Postgres using seq scan with filter on indexed column + EXISTS on related table

Posted on

Question :

I’ve following query which takes about 25-35 seconds to execute:

EXPLAIN (analyze, buffers, format text) SELECT booking.*
FROM booking
WHERE booking.reference_number = '9999999999' OR booking.booking_id = '9999999999' OR 
    (
        EXISTS (
            SELECT * FROM booking_customer 
            WHERE booking_customer.booking_id = booking.booking_id AND 
                (booking_customer.email = '9999999999' OR booking_customer.phone = '9999999999') AND 
                booking_customer.deleted = false
        )
    );

The explain output is here: https://explain.depesz.com/s/RPNV

As visible from the plan, there is sequence scan done on booking table, inspite of filtering on indexed columns – reference_number and booking_id.

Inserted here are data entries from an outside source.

//! JWT token service
//!
//! Issues and validates HS256 access tokens carrying the user's role,
//! permissions and department.

use chrono::{Duration, Utc};
use jsonwebtoken::errors::ErrorKind;
use jsonwebtoken::{Algorithm, DecodingKey, EncodingKey, Header, Validation, decode, encode};
use serde::{Deserialize, Serialize};
use thiserror::Error;

const ISSUER: &str = "erp-server";

/// Claims stored in the token
#[derive(Debug, Clone, Serialize, Deserialize)]
pub struct Claims {
    /// User ID
    pub sub: String,
    pub username: String,
    /// Role name
    pub role: String,
    /// Comma separated permission list
    pub permissions: String,
    #[serde(default, skip_serializing_if = "Option::is_none")]
    pub department: Option<String>,
    pub exp: i64,
    pub iat: i64,
    pub iss: String,
}

#[derive(Error, Debug)]
pub enum JwtError {
    #[error("Invalid token: {0}")]
    InvalidToken(String),

    #[error("Token expired")]
    ExpiredToken,

    #[error("Token generation failed: {0}")]
    GenerationFailed(String),
}

/// JWT token service
#[derive(Clone)]
pub struct JwtService {
    expiry_hours: i64,
    encoding_key: EncodingKey,
    decoding_key: DecodingKey,
}

impl std::fmt::Debug for JwtService {
    fn fmt(&self, f: &mut std::fmt::Formatter<'_>) -> std::fmt::Result {
        f.debug_struct("JwtService")
            .field("expiry_hours", &self.expiry_hours)
            .finish_non_exhaustive()
    }
}

impl JwtService {
    pub fn new(secret: &str, expiry_hours: i64) -> Self {
        Self {
            expiry_hours,
            encoding_key: EncodingKey::from_secret(secret.as_bytes()),
            decoding_key: DecodingKey::from_secret(secret.as_bytes()),
        }
    }

    /// Token lifetime in seconds (returned to the client on login)
    pub fn expires_in(&self) -> i64 {
        self.expiry_hours * 3600
    }

    pub fn generate_token(&self, user: &CurrentUser) -> Result<String, JwtError> {
        let now = Utc::now();
        let claims = Claims {
            sub: user.id.to_string(),
            username: user.username.clone(),
            role: user.role.clone(),
            permissions: user.permissions.join(","),
            department: user.department.clone(),
            exp: (now + Duration::hours(self.expiry_hours)).timestamp(),
            iat: now.timestamp(),
            iss: ISSUER.to_string(),
        };

        encode(&Header::default(), &claims, &self.encoding_key)
            .map_err(|e| JwtError::GenerationFailed(e.to_string()))
    }

    pub fn validate_token(&self, token: &str) -> Result<Claims, JwtError> {
        let mut validation = Validation::new(Algorithm::HS256);
        validation.set_issuer(&[ISSUER]);
        validation.set_required_spec_claims(&["sub", "exp", "iat", "iss"]);

        let token_data =
            decode::<Claims>(token, &self.decoding_key, &validation).map_err(|e| match e.kind() {
                ErrorKind::ExpiredSignature => JwtError::ExpiredToken,
                _ => JwtError::InvalidToken(e.to_string()),
            })?;

        Ok(token_data.claims)
    }

    /// Extract the token from an `Authorization` header value
    pub fn extract_from_header(header: &str) -> Option<&str> {
        header.strip_prefix("Bearer ").map(str::trim)
    }
}

/// Authenticated user context (parsed from JWT claims)
///
/// Inserted into request extensions by [`super::require_auth`] and
/// extractable directly in handlers.
#[derive(Debug, Clone)]
pub struct CurrentUser {
    pub id: i64,
    pub username: String,
    pub role: String,
    pub permissions: Vec<String>,
    pub department: Option<String>,
}

impl TryFrom<Claims> for CurrentUser {
    type Error = std::num::ParseIntError;

    fn try_from(claims: Claims) -> Result<Self, Self::Error> {
        let permissions = claims
            .permissions
            .split(',')
            .filter(|s| !s.is_empty())
            .map(|s| s.to_string())
            .collect();

        Ok(Self {
            id: claims.sub.parse()?,
            username: claims.username,
            role: claims.role,
            permissions,
            department: claims.department,
        })
    }
}

impl CurrentUser {
    /// Role `admin` holds every permission
    pub fn is_admin(&self) -> bool {
        self.role == "admin"
    }

    /// Checks a permission, honouring `all` and `module:*` wildcards
    pub fn has_permission(&self, permission: &str) -> bool {
        if self.is_admin() {
            return true;
        }

        self.permissions.iter().any(|p| {
            if p == "all" || p == permission {
                return true;
            }
            match p.strip_suffix(":*") {
                Some(prefix) => permission
                    .strip_prefix(prefix)
                    .is_some_and(|rest| rest.starts_with(':')),
                None => false,
            }
        })
    }

    /// Is the user posted to `department`?
    pub fn works_in(&self, department: &str) -> bool {
        self.department
            .as_deref()
            .is_some_and(|d| shared::models::department::same_department(d, department))
    }
}

#[cfg(test)]
mod tests {
    use super::*;

    fn user(role: &str, permissions: &[&str], department: Option<&str>) -> CurrentUser {
        CurrentUser {
            id: 7,
            username: "press_op".to_string(),
            role: role.to_string(),
            permissions: permissions.iter().map(|s| s.to_string()).collect(),
            department: department.map(str::to_string),
        }
    }

    #[test]
    fn test_token_roundtrip() {
        let service = JwtService::new("test-secret-at-least-32-bytes-long!!", 1);
        let u = user("operator", &["jobs:advance", "reports:view"], Some("CTP"));

        let token = service.generate_token(&u).unwrap();
        let claims = service.validate_token(&token).unwrap();
        assert_eq!(claims.sub, "7");
        assert_eq!(claims.permissions, "jobs:advance,reports:view");
        assert_eq!(claims.department.as_deref(), Some("CTP"));

        let parsed = CurrentUser::try_from(claims).unwrap();
        assert_eq!(parsed.id, 7);
        assert_eq!(parsed.permissions.len(), 2);
        assert_eq!(service.expires_in(), 3600);
    }

    #[test]
    fn test_wrong_secret_rejected() {
        let issuer = JwtService::new("secret-one", 1);
        let verifier = JwtService::new("secret-two", 1);
        let token = issuer.generate_token(&user("viewer", &[], None)).unwrap();
        assert!(matches!(
            verifier.validate_token(&token),
            Err(JwtError::InvalidToken(_))
        ));
    }

    #[test]
    fn test_expired_token_rejected() {
        // Beyond the default 60s leeway
        let service = JwtService::new("secret", -1);
        let token = service.generate_token(&user("viewer", &[], None)).unwrap();
        assert!(matches!(
            service.validate_token(&token),
            Err(JwtError::ExpiredToken)
        ));
    }

    #[test]
    fn test_empty_permissions_parse_to_empty_vec() {
        let claims = Claims {
            sub: "3".into(),
            username: "viewer".into(),
            role: "viewer".into(),
            permissions: String::new(),
            department: None,
            exp: 0,
            iat: 0,
            iss: ISSUER.into(),
        };
        assert!(CurrentUser::try_from(claims).unwrap().permissions.is_empty());
    }

    #[test]
    fn test_permission_wildcards() {
        let u = user("manager", &["inventory:*", "jobs:advance"], None);
        assert!(u.has_permission("inventory:manage"));
        assert!(u.has_permission("jobs:advance"));
        assert!(!u.has_permission("jobs:manage"));
        assert!(!u.has_permission("inventoryx:manage"));

        assert!(user("manager", &["all"], None).has_permission("users:manage"));
        assert!(user("admin", &[], None).has_permission("purchasing:approve"));
    }

    #[test]
    fn test_extract_from_header() {
        assert_eq!(JwtService::extract_from_header("Bearer abc"), Some("abc"));
        assert_eq!(JwtService::extract_from_header("Basic abc"), None);
    }

    #[test]
    fn test_works_in_department() {
        let u = user("operator", &[], Some("offset printing"));
        assert!(u.works_in("Offset Printing"));
        assert!(!u.works_in("CTP"));
        assert!(!user("operator", &[], None).works_in("CTP"));
    }
}
//! Data models
//!
//! Shared between the server and its API consumers.
//! DB row types use `#[cfg_attr(feature = "db", derive(sqlx::FromRow))]`.
//! All IDs are `i64` (PostgreSQL BIGSERIAL), timestamps are Unix millis.

pub mod company;
pub mod dashboard;
pub mod department;
pub mod inventory;
pub mod job_card;
pub mod material;
pub mod prepress;
pub mod process;
pub mod product;
pub mod purchase_order;
pub mod role;
pub mod user;

// Re-exports
pub use company::*;
pub use dashboard::*;
pub use inventory::*;
pub use job_card::*;
pub use material::*;
pub use prepress::*;
pub use process::*;
pub use product::*;
pub use purchase_order::*;
pub use role::*;
pub use user::*;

The booking_customer table is properly using index scan though.

Is it something to do with EXISTS or OR clauses there?

My table structure is as below:

                              Table "public.booking"
        Column         |           Type           | Collation | Nullable | Default
-----------------------+--------------------------+-----------+----------+---------
 deleted               | boolean                  |           |          |
 booking_id            | character varying        |           | not null |
 reference_number      | character varying        |           |          |
 booking_owner         | character varying        |           |          |
 checkin_date          | timestamp with time zone |           |          |
 checkout_date         | timestamp with time zone |           |          |
 status                | character varying        |           |          |
 hold_till             | timestamp with time zone |           |          |
 version               | integer                  |           | not null |
 comments              | text                     |           |          |
 extra_information     | json                     |           |          |
 cancellation_reason   | character varying        |           |          |
 cancellation_datetime | timestamp with time zone |           |          |
 created_at            | timestamp with time zone |           | not null | now()
 modified_at           | timestamp with time zone |           | not null | now()
Indexes:
    "booking_pkey" PRIMARY KEY, btree (booking_id)
    "ix_booking_reference_number" UNIQUE, btree (reference_number)
    "idx_booking_checkin_date" btree (checkin_date)
    "idx_booking_checkout_date" btree (checkout_date)
    "ix_booking_status" btree (status)
    "trgm_booking_ref_num" gist (reference_number gist_trgm_ops)

And customer table:

                          Table "public.booking_customer"
        Column         |           Type           | Collation | Nullable | Default
-----------------------+--------------------------+-----------+----------+---------
 deleted               | boolean                  |           |          |
 customer_id           | character varying        |           | not null |
 booking_id            | character varying        |           | not null |
 first_name            | character varying        |           |          |
 last_name             | character varying        |           |          |
 gender                | character varying        |           |          |
 age                   | integer                  |           |          |
 nationality           | character varying        |           |          |
 phone                 | character varying        |           |          |
 email                 | character varying        |           |          |
 gst_addr_field1       | character varying        |           |          |
 gst_addr_field2       | character varying        |           |          |
 gst_addr_city         | character varying        |           |          |
 gst_addr_state        | character varying        |           |          |
 gst_addr_country      | character varying        |           |          |
 gst_pincode           | character varying        |           |          |
 legal_name            | character varying        |           |          |
 created_at            | timestamp with time zone |           | not null | now()
 modified_at           | timestamp with time zone |           | not null | now()
Indexes:
    "booking_customer_pkey" PRIMARY KEY, btree (customer_id, booking_id)
    "book_cust_idx" btree (booking_id, customer_id)
    "ix_booking_customer_email" btree (email)
    "ix_booking_customer_phone" btree (phone)
    "trgm_cust_last_name" gist (last_name gist_trgm_ops)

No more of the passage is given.